Reputation: 15464
Let's say there are two environments: staging and prod.
There are also two microservices: A and B.
Microservices are already deployed to both environments and each running service version 1. So we have:
Now one development team implements new feature in microservice A (either synchronous API or async one through message broker) and deploys A2 to staging. Then another team implements new feature in B that makes use of new feature from A2 and also deploys it to staging (B2). Now we have:
New features are tested in staging environment by client and there are approved to be deployed to production. The question is how to determine which services should be deployed first to production. Obviously B2 must not be deployed first because it depends on A2. Are there any tools/strategies to keep track of it?

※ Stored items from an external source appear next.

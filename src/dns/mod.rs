// Copyright (c) 2025 Erick Bourgeois, firestoned
// SPDX-License-Identifier: MIT

//! DNS domain model.
//!
//! Value types describing DNS records and their comparison rules:
//!
//! - [`records`] - [`RecordType`], [`Record`], [`RecordSet`] and [`RecordSets`]
//! - [`dnsset`] - [`DNSSetName`], [`DNSSet`] and [`DNSSets`]
//! - [`routing_policy`] - [`RoutingPolicy`] and parameter validation
//! - [`target`] - [`Target`] and [`Targets`]
//! - [`keys`] - zone scoped compound keys
//!
//! This module also hosts the DNS class helpers. A DNS class partitions objects between
//! controller deployments; an unset class is the default class.
//!
//! # Example
//!
//! ```rust
//! use dnsman::dns::{class_source_finalizer, normalize_class};
//!
//! let finalizer = class_source_finalizer(&normalize_class(""), "service-dns");
//! assert_eq!(finalizer, "gardendns.dns.gardener.cloud/service-dns");
//! ```

pub mod dnsset;
pub mod keys;
pub mod records;
pub mod routing_policy;
pub mod target;

pub use dnsset::{DNSSet, DNSSetName, DNSSets};
pub use keys::{FullDNSSetName, FullRecordSetKey, ZoneID};
pub use records::{Record, RecordSet, RecordSets, RecordType};
pub use routing_policy::{RoutingPolicy, RoutingPolicyType};
pub use target::{Target, Targets};

use crate::labels::{DEFAULT_CLASS, FINALIZER_DOMAIN};

/// Returns the class, or the default class if the class is empty.
#[must_use]
pub fn normalize_class(class: &str) -> String {
    if class.is_empty() {
        DEFAULT_CLASS.to_string()
    } else {
        class.to_string()
    }
}

/// Returns whether both classes are the same after normalization.
#[must_use]
pub fn equivalent_class(a: &str, b: &str) -> bool {
    normalize_class(a) == normalize_class(b)
}

/// Returns whether the class is empty or the default class.
#[must_use]
pub fn is_default_class(class: &str) -> bool {
    class.is_empty() || class == DEFAULT_CLASS
}

/// Builds the finalizer a source controller sets on its source objects.
///
/// The name is unique per class and controller so that several source controllers can
/// share a cluster.
#[must_use]
pub fn class_source_finalizer(normalized_class: &str, local_name: &str) -> String {
    format!("{normalized_class}.{FINALIZER_DOMAIN}/{local_name}")
}

/// Normalizes a domain name.
///
/// Removes a trailing dot, lower-cases the name and replaces an escaped wildcard label
/// (`\052`) by `*`.
#[must_use]
pub fn normalize_domain_name(name: &str) -> String {
    let name = name.strip_suffix('.').unwrap_or(name);
    let name = match name.strip_prefix("\\052") {
        Some(rest) => format!("*{rest}"),
        None => name.to_string(),
    };
    name.to_lowercase()
}

#[cfg(test)]
mod mod_tests;
// Copyright (c) 2025 Erick Bourgeois, firestoned
// SPDX-License-Identifier: MIT

//! Unit tests for `ingress.rs`

#[cfg(test)]
mod tests {
    use crate::config::SourceControllerConfig;
    use crate::labels::{ANNOTATION_CLASS, ANNOTATION_DNS_NAMES};
    use crate::reconcilers::ingress::IngressActuator;
    use crate::reconcilers::source::SourceActuator;
    use crate::reconcilers::test_support::{ingress, Harness};
    use crate::store::ObjectStore;
    use k8s_openapi::api::networking::v1::Ingress;
    use std::sync::Arc;

    fn harness(config: SourceControllerConfig) -> Harness<Ingress> {
        Harness::new(Arc::new(IngressActuator), config)
    }

    #[test]
    fn test_actuator_identity() {
        let actuator = IngressActuator;
        assert_eq!(actuator.controller_name(), "ingress-source");
        assert_eq!(actuator.finalizer_local_name(), "ingress-dns");
        assert_eq!(actuator.gvk().group, "networking.k8s.io");
        assert_eq!(actuator.gvk().kind, "Ingress");
    }

    #[test]
    fn test_relevance_follows_class() {
        let h = harness(SourceControllerConfig {
            source_class: Some("internal".to_string()),
            ..Default::default()
        });
        let matching = ingress(
            "web",
            &[(ANNOTATION_DNS_NAMES, "*"), (ANNOTATION_CLASS, "internal")],
            &["a.example.com"],
            "192.0.2.1",
        );
        assert!(h.reconciler.is_relevant(&matching));

        let default_class = ingress(
            "web",
            &[(ANNOTATION_DNS_NAMES, "*")],
            &["a.example.com"],
            "192.0.2.1",
        );
        assert!(!h.reconciler.is_relevant(&default_class));
    }

    #[tokio::test]
    async fn test_wildcard_expands_to_rule_hosts() {
        let h = harness(SourceControllerConfig::default());
        h.sources
            .insert(ingress(
                "web",
                &[(ANNOTATION_DNS_NAMES, "*")],
                &["a.example.com", "b.example.com"],
                "192.0.2.1",
            ))
            .unwrap();

        h.reconcile("web").await.unwrap();

        let entries = h.entries();
        let mut names: Vec<&str> = entries.iter().map(|e| e.spec.dns_name.as_str()).collect();
        names.sort_unstable();
        assert_eq!(names, vec!["a.example.com", "b.example.com"]);
        assert!(entries
            .iter()
            .all(|e| e.spec.targets == vec!["192.0.2.1".to_string()]));
        assert!(entries
            .iter()
            .all(|e| e.metadata.generate_name.as_deref() == Some("web-ingress-")));
        assert_eq!(h.events.reasons(), vec!["DNSEntryCreated", "DNSEntryCreated"]);
    }

    #[tokio::test]
    async fn test_undeclared_name_is_invalid() {
        let h = harness(SourceControllerConfig::default());
        h.sources
            .insert(ingress(
                "web",
                &[(ANNOTATION_DNS_NAMES, "a.example.com,c.example.com")],
                &["a.example.com", "b.example.com"],
                "192.0.2.1",
            ))
            .unwrap();

        let err = h.reconcile("web").await.unwrap_err();
        assert_eq!(
            err.to_string(),
            "annotated dns names c.example.com not declared by ingress"
        );
        assert!(h.entries().is_empty());
        assert_eq!(h.events.reasons(), vec!["Invalid"]);
    }

    #[tokio::test]
    async fn test_removed_rule_host_deletes_entry() {
        let h = harness(SourceControllerConfig::default());
        h.sources
            .insert(ingress(
                "web",
                &[(ANNOTATION_DNS_NAMES, "*")],
                &["a.example.com", "b.example.com"],
                "192.0.2.1",
            ))
            .unwrap();
        h.reconcile("web").await.unwrap();

        let mut updated = h.source("web").await.unwrap();
        let rules = updated.spec.as_mut().and_then(|s| s.rules.as_mut()).unwrap();
        rules.retain(|r| r.host.as_deref() == Some("a.example.com"));
        h.sources.update(&updated).await.unwrap();
        h.reconcile("web").await.unwrap();

        let entries = h.entries();
        assert_eq!(entries.len(), 1);
        assert_eq!(entries[0].spec.dns_name, "a.example.com");
    }
}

What I can imagine is that all services keep track on which versions of other services they depend and during deployment this versions are checked against what is running in target environment and if something is missing then deployment is rejected.
This raises a question - should microservice deployment be parallel or one-microservice-at-a-time?
Also what if, before deploying A2 and B2 to prod, there will be A3 released to staging and will depend on B2? Now we should schedule deployment to production like this:
A2 => B2 => A3
Those are real-world examples that come to my mind, but maybe in microservice architecture it's possible to avoid such situation following some rules?
Upvotes: 1
Views: 571
Reputation: 3569
Versioning in integration points can be an option.
For example if microservice-A get an information from microservice-B through a REST call, when microservice-B wants to change integration (change in rest call contract for instance), microservice-B can add new endpoint with new versioned mapping like "/getInformationFromMeV2" without deleting old one. By this way when you deploy microservice-B, microservice-A can still use the old endpoint for a while. After deploying microservice-A too, you can remove old endpoint from microservice-B in next deployment.
Note: Of course if microservice-A wants to use newly developed endpoint from microservice-B, microservice-B must be deployed before microservice A.
For async communication you can still apply this approach. If you use broker based communication like using Kafka (suppose that you want to deploy microservice-A first):
If microservice-A is consumer, then new topic is created and microservice-A subscribes the new topic too and new version is deployed for microservice-A. At that point microservice-A consume messages both from new and old topics (of course until microservice-B is deployed, all the messages will be sent to old topic) after microservice-B is also deployed, old topic is deleted.
If microservice-A is producer again new topic is created and after deployment of microservice-A new messages are sent to new topic. When Microservice-B is deployed too, it starts reading messages from beginning of new topic and old topic is deleted.
With this kind of approaches you can deploy microservices independently as convenient to microservices architecture.